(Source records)
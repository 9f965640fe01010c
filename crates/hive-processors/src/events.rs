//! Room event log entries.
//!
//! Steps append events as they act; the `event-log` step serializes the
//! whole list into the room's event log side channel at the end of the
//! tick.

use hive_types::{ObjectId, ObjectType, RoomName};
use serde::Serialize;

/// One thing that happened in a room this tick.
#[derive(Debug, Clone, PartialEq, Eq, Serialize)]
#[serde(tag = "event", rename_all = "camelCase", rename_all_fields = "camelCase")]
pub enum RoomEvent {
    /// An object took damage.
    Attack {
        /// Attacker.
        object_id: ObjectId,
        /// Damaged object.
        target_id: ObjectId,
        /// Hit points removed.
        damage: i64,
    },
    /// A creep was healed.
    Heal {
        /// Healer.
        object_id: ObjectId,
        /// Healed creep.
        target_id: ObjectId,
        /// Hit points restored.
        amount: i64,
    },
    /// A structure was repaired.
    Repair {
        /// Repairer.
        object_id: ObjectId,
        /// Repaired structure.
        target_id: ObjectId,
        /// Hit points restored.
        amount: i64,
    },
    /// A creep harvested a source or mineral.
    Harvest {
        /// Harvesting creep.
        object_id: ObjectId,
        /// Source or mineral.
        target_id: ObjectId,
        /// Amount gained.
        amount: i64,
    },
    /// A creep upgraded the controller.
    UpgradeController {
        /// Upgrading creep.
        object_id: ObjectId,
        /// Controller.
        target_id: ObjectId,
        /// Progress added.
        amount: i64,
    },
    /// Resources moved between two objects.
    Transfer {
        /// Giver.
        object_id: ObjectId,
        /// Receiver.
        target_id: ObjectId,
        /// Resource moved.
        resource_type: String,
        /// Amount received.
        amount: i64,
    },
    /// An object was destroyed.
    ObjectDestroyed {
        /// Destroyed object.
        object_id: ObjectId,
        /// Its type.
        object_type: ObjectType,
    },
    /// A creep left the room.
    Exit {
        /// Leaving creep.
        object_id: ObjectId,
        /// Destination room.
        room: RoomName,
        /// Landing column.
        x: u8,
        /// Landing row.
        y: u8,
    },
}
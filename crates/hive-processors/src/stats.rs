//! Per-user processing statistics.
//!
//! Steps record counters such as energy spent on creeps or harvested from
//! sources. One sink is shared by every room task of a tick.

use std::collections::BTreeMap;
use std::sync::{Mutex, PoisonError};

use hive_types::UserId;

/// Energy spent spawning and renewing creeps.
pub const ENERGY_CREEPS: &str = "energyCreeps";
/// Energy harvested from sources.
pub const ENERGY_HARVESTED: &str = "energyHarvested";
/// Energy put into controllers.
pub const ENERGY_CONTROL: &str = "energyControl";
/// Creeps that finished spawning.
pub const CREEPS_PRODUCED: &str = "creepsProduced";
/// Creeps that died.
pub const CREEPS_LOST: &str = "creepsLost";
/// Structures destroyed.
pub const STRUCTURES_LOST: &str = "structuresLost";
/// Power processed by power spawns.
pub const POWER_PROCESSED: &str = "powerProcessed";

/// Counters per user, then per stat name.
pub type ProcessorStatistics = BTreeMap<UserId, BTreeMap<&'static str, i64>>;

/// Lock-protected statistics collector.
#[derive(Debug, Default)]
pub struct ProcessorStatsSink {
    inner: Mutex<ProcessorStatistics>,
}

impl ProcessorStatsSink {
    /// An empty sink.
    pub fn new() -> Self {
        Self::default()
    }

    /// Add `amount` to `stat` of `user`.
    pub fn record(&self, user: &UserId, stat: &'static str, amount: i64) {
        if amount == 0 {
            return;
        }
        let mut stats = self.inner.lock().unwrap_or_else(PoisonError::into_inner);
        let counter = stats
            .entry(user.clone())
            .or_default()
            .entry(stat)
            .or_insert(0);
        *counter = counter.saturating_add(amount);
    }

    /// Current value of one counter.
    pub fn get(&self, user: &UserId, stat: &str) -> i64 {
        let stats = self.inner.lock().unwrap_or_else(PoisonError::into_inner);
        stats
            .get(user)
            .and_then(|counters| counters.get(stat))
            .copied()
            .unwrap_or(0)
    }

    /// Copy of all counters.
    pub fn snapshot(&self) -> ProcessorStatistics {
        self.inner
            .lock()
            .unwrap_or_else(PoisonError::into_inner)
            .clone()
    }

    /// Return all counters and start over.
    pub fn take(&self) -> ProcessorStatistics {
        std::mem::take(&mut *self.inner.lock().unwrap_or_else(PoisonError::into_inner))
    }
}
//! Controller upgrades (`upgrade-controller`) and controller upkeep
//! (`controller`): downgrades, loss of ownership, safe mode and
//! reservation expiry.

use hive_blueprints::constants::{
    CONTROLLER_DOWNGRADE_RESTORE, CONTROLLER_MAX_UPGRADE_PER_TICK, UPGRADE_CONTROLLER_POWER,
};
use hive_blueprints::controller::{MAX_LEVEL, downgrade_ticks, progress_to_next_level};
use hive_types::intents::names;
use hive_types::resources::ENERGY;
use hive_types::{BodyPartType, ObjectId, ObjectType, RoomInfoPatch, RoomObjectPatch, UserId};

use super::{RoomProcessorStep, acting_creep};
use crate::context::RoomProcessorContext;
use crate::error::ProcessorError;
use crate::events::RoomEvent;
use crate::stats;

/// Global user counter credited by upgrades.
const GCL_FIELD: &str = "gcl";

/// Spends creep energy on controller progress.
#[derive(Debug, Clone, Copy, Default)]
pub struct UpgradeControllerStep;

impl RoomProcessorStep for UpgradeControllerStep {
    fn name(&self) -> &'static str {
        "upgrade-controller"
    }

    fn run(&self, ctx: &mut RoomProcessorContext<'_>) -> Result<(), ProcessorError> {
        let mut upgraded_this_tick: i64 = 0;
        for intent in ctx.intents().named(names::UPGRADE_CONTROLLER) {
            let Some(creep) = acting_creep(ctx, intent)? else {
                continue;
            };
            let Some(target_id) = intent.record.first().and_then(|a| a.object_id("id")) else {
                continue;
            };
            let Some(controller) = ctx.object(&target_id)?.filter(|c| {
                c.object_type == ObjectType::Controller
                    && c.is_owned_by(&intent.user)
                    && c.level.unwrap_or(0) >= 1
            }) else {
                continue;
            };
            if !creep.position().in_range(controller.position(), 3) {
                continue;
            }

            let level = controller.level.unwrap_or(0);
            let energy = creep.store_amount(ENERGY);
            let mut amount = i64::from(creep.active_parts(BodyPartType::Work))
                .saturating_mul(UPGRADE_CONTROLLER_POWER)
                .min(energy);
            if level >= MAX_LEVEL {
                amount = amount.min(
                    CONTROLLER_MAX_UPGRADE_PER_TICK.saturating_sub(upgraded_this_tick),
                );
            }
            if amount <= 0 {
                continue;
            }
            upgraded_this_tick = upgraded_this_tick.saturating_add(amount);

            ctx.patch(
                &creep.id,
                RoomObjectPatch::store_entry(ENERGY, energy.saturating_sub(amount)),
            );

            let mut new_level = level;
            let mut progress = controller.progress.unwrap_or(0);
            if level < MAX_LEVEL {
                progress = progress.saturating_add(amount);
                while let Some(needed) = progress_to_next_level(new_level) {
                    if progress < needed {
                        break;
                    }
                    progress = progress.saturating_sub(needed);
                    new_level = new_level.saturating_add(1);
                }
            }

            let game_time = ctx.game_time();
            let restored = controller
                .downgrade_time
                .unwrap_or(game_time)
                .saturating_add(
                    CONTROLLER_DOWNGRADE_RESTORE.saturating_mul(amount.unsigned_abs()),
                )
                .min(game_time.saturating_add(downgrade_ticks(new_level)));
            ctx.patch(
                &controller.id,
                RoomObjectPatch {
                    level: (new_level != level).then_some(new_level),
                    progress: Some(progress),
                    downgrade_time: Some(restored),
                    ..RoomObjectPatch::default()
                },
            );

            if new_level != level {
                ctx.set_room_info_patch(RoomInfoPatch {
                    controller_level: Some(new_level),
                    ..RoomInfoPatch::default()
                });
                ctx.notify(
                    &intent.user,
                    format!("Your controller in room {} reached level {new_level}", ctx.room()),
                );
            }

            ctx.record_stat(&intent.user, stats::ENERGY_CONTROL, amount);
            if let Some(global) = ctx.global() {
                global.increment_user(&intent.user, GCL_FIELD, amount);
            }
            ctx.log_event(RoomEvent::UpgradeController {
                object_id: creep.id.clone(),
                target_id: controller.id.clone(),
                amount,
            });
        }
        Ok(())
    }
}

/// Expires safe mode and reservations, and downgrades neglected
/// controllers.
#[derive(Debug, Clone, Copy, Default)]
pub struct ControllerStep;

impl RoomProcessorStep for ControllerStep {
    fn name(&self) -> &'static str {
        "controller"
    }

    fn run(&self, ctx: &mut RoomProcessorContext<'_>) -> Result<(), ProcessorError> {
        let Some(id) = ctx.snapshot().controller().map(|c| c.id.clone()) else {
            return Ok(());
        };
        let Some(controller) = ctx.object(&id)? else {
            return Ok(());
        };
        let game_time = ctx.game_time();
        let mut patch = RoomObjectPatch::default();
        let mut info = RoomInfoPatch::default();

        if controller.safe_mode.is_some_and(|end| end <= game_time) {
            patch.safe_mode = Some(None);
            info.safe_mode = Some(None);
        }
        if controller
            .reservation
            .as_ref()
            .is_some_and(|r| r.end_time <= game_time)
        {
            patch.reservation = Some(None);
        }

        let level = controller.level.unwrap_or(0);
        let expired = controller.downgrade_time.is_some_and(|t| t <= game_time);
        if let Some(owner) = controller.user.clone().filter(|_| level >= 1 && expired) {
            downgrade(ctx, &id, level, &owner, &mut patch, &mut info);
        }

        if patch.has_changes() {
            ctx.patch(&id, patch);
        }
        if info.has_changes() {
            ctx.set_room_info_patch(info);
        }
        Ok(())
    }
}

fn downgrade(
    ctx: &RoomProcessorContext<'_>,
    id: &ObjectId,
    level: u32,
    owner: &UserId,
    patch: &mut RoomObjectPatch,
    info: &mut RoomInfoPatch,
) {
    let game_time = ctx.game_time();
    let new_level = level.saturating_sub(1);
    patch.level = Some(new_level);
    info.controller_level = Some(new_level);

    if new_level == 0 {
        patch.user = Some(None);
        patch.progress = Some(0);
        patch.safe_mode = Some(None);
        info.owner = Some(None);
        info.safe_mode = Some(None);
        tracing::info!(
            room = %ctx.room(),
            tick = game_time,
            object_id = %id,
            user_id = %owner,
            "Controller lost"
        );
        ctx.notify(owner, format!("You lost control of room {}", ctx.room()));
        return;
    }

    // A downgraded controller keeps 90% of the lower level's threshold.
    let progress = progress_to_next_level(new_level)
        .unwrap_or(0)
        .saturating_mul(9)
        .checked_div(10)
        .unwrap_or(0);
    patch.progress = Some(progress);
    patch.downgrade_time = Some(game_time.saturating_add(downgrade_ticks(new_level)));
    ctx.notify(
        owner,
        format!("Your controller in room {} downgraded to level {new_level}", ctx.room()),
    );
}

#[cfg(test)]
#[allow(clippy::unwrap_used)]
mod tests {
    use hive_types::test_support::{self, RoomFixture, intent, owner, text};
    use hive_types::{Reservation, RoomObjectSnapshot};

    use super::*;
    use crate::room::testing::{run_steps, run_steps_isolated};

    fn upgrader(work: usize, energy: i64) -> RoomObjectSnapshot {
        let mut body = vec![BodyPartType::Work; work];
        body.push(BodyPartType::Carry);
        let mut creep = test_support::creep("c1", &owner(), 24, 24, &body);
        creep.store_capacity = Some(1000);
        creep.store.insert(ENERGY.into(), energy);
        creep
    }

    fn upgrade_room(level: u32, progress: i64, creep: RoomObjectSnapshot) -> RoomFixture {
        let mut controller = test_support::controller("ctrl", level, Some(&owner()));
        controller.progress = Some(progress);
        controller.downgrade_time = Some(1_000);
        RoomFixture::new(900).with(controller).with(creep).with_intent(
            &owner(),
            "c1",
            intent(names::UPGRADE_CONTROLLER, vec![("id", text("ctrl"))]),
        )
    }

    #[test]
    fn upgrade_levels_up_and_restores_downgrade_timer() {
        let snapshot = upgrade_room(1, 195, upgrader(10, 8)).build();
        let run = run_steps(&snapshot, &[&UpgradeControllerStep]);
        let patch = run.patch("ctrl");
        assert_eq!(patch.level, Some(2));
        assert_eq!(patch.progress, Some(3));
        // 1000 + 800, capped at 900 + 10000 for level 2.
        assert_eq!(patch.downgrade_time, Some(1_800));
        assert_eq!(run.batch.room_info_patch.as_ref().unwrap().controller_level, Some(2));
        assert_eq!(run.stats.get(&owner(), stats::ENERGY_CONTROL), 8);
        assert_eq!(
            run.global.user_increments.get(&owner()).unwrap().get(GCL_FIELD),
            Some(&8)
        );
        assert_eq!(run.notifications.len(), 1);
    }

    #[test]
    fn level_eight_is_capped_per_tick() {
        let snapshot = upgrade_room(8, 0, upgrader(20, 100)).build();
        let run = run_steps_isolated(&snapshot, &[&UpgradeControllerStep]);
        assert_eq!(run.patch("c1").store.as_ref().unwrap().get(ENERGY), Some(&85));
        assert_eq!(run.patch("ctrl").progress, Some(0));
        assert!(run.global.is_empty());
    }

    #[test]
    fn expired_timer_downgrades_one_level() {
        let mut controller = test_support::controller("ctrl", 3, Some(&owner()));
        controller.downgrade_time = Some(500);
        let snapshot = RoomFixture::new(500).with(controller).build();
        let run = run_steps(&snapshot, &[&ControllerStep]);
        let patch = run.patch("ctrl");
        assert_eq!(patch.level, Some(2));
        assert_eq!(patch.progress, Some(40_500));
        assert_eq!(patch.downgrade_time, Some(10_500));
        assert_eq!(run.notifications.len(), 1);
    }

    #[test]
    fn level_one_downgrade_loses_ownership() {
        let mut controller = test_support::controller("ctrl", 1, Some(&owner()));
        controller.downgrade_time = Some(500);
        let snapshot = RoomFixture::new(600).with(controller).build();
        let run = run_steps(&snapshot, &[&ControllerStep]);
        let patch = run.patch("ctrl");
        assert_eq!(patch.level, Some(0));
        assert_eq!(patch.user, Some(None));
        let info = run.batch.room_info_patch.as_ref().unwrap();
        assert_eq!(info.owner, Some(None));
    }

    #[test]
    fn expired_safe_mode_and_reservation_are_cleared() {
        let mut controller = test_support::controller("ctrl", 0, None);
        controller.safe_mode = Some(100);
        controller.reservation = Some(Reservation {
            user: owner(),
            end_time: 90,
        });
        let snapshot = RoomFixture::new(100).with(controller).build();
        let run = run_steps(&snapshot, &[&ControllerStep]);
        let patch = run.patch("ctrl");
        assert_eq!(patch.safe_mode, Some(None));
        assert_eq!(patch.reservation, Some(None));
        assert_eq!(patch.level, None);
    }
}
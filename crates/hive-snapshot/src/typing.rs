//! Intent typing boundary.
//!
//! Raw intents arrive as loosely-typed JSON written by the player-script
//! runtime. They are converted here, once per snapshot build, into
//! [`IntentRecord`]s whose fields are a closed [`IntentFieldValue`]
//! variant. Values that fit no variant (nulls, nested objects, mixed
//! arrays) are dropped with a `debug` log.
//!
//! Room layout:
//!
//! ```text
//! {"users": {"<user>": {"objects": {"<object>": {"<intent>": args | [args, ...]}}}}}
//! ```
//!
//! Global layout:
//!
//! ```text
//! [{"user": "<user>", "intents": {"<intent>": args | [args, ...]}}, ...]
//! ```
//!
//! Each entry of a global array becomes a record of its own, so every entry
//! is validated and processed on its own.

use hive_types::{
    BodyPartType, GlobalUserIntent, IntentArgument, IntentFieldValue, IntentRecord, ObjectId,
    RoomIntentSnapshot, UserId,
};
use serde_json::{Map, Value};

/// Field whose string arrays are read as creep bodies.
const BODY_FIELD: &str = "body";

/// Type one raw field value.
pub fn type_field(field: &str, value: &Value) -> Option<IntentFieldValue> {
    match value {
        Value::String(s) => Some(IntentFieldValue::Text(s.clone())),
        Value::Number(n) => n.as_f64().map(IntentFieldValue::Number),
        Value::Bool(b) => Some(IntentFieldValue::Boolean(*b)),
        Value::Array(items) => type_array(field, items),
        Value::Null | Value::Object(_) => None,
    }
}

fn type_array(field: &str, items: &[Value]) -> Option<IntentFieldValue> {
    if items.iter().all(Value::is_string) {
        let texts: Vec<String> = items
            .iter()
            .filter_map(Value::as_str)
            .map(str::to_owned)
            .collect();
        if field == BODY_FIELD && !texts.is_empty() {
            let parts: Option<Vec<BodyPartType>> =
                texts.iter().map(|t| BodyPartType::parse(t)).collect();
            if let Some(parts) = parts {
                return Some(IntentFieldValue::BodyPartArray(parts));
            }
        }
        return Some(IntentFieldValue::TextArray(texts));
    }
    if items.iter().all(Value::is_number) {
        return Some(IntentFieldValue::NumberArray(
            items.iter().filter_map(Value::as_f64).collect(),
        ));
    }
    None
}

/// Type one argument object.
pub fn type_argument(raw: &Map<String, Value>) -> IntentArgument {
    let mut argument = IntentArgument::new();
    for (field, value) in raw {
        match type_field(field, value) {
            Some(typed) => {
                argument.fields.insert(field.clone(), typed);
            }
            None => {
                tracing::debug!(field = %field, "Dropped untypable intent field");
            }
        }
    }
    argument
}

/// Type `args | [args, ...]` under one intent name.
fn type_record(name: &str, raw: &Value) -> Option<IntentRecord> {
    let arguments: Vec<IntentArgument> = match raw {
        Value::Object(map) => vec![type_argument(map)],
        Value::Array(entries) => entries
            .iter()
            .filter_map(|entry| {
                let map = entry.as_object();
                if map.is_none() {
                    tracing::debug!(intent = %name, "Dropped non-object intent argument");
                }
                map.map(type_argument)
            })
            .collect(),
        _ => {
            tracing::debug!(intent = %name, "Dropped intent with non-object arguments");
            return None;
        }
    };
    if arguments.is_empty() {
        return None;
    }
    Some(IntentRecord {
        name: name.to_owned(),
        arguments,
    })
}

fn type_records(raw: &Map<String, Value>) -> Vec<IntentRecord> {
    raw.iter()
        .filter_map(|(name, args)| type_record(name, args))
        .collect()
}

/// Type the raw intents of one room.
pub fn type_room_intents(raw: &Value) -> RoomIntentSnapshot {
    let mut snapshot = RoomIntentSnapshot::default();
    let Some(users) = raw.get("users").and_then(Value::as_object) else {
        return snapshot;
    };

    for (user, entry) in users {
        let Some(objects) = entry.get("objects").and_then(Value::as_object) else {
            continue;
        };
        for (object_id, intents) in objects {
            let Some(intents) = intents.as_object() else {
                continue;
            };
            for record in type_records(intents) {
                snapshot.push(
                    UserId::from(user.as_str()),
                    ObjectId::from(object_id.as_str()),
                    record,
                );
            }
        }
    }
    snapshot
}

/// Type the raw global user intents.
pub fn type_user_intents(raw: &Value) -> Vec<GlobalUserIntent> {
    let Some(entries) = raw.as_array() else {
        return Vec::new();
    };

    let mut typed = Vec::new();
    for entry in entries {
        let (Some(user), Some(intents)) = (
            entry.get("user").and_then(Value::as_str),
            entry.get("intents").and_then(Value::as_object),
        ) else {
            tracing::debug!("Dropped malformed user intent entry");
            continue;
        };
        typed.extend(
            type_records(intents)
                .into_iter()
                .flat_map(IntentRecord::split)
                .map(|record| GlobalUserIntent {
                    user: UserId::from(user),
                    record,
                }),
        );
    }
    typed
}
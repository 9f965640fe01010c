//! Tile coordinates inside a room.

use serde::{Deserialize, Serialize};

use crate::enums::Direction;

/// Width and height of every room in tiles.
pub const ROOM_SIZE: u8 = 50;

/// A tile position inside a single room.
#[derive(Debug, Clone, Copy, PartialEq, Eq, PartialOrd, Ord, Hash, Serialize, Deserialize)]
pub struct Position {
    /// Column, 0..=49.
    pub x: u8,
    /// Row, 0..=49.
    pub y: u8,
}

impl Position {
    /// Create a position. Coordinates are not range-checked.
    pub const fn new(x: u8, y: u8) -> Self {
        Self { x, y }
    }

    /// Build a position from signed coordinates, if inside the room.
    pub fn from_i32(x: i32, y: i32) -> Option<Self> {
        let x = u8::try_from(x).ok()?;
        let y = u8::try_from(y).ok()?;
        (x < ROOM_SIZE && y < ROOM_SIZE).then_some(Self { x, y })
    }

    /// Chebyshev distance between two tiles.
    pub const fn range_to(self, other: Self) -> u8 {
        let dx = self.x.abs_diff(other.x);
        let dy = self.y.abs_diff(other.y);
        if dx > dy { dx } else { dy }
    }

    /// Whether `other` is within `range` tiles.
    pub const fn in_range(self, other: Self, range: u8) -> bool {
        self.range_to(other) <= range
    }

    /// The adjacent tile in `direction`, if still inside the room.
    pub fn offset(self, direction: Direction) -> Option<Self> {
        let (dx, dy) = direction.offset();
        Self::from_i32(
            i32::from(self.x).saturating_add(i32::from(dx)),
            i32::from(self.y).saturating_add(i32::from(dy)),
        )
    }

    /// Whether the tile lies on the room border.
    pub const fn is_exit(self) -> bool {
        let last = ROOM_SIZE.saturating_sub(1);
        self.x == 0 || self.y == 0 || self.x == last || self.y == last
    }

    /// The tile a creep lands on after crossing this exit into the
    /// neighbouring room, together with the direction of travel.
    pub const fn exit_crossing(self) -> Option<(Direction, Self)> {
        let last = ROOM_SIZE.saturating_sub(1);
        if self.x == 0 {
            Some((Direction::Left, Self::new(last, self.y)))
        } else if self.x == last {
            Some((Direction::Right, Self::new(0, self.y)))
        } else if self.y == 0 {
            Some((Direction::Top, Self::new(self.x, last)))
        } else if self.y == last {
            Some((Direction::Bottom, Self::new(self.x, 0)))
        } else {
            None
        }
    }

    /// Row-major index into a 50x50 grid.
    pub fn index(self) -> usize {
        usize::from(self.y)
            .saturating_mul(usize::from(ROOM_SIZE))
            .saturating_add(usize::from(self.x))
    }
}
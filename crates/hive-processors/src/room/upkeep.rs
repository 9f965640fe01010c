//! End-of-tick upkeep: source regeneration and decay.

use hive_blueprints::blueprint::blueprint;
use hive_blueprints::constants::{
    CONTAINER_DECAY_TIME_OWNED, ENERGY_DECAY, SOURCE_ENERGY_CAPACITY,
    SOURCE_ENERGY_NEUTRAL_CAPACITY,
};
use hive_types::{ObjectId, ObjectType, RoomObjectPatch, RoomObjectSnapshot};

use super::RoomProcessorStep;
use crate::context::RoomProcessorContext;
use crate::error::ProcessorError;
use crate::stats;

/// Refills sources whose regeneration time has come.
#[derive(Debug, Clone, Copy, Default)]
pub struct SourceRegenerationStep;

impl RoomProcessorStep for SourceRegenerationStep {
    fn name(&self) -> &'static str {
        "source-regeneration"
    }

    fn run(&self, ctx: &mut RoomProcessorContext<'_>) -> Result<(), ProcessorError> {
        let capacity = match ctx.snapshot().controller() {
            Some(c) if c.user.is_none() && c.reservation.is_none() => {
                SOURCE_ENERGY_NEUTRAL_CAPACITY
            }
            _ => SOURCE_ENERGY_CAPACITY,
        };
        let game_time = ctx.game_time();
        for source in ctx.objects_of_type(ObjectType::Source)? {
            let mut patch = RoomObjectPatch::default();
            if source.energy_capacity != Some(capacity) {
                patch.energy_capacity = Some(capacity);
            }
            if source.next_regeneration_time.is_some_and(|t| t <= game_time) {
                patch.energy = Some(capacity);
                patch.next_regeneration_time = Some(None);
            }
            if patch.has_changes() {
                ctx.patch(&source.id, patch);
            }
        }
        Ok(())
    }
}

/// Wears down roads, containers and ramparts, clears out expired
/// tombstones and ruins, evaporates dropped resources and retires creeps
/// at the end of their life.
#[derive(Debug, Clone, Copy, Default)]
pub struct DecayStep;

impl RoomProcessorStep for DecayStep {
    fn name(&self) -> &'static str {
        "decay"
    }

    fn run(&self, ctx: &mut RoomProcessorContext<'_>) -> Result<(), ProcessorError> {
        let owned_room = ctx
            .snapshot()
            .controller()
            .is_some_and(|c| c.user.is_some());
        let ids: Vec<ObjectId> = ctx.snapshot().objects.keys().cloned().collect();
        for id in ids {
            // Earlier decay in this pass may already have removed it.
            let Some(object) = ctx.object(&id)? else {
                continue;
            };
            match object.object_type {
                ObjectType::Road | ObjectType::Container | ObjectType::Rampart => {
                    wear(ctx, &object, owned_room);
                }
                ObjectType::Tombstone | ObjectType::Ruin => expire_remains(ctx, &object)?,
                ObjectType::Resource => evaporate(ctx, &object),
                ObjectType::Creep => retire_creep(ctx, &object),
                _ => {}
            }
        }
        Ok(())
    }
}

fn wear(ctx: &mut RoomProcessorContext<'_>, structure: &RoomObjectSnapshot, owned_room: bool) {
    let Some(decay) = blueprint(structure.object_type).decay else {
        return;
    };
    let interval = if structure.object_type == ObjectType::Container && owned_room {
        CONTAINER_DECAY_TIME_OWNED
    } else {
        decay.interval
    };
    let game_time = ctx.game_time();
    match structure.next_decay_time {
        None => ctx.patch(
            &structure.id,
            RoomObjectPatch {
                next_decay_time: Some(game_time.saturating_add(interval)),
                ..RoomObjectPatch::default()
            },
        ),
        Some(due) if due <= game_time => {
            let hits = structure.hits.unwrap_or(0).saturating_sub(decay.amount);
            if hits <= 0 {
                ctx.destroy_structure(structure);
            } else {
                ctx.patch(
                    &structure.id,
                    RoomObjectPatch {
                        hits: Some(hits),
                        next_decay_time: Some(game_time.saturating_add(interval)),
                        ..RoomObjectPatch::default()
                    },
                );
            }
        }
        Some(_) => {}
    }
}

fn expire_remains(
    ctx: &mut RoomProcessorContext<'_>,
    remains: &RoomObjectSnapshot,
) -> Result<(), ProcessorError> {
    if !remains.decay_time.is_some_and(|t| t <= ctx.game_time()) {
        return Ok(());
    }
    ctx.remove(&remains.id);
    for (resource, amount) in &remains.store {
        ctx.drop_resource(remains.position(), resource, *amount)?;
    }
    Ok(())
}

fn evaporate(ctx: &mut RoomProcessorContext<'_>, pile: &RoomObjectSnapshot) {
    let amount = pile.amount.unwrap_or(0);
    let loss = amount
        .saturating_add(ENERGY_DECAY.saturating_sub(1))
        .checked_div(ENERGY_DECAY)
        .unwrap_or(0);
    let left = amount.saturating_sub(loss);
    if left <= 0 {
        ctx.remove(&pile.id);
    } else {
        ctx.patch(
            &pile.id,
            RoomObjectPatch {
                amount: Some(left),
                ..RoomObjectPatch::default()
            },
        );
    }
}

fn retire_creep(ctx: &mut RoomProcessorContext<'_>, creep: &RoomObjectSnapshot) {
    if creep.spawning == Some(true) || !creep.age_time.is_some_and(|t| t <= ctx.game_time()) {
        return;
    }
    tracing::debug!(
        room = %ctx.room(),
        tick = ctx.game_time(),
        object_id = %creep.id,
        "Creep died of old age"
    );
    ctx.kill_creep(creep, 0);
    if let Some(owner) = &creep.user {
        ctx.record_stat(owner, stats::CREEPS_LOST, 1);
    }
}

(Brief)
Wherever the string "GlobalUserIntent" occurs in the records above, copy that line.

(Exercise answer)
    BodyPartType, GlobalUserIntent, IntentArgument, IntentFieldValue, IntentRecord, ObjectId,
pub fn type_user_intents(raw: &Value) -> Vec<GlobalUserIntent> {
                .map(|record| GlobalUserIntent {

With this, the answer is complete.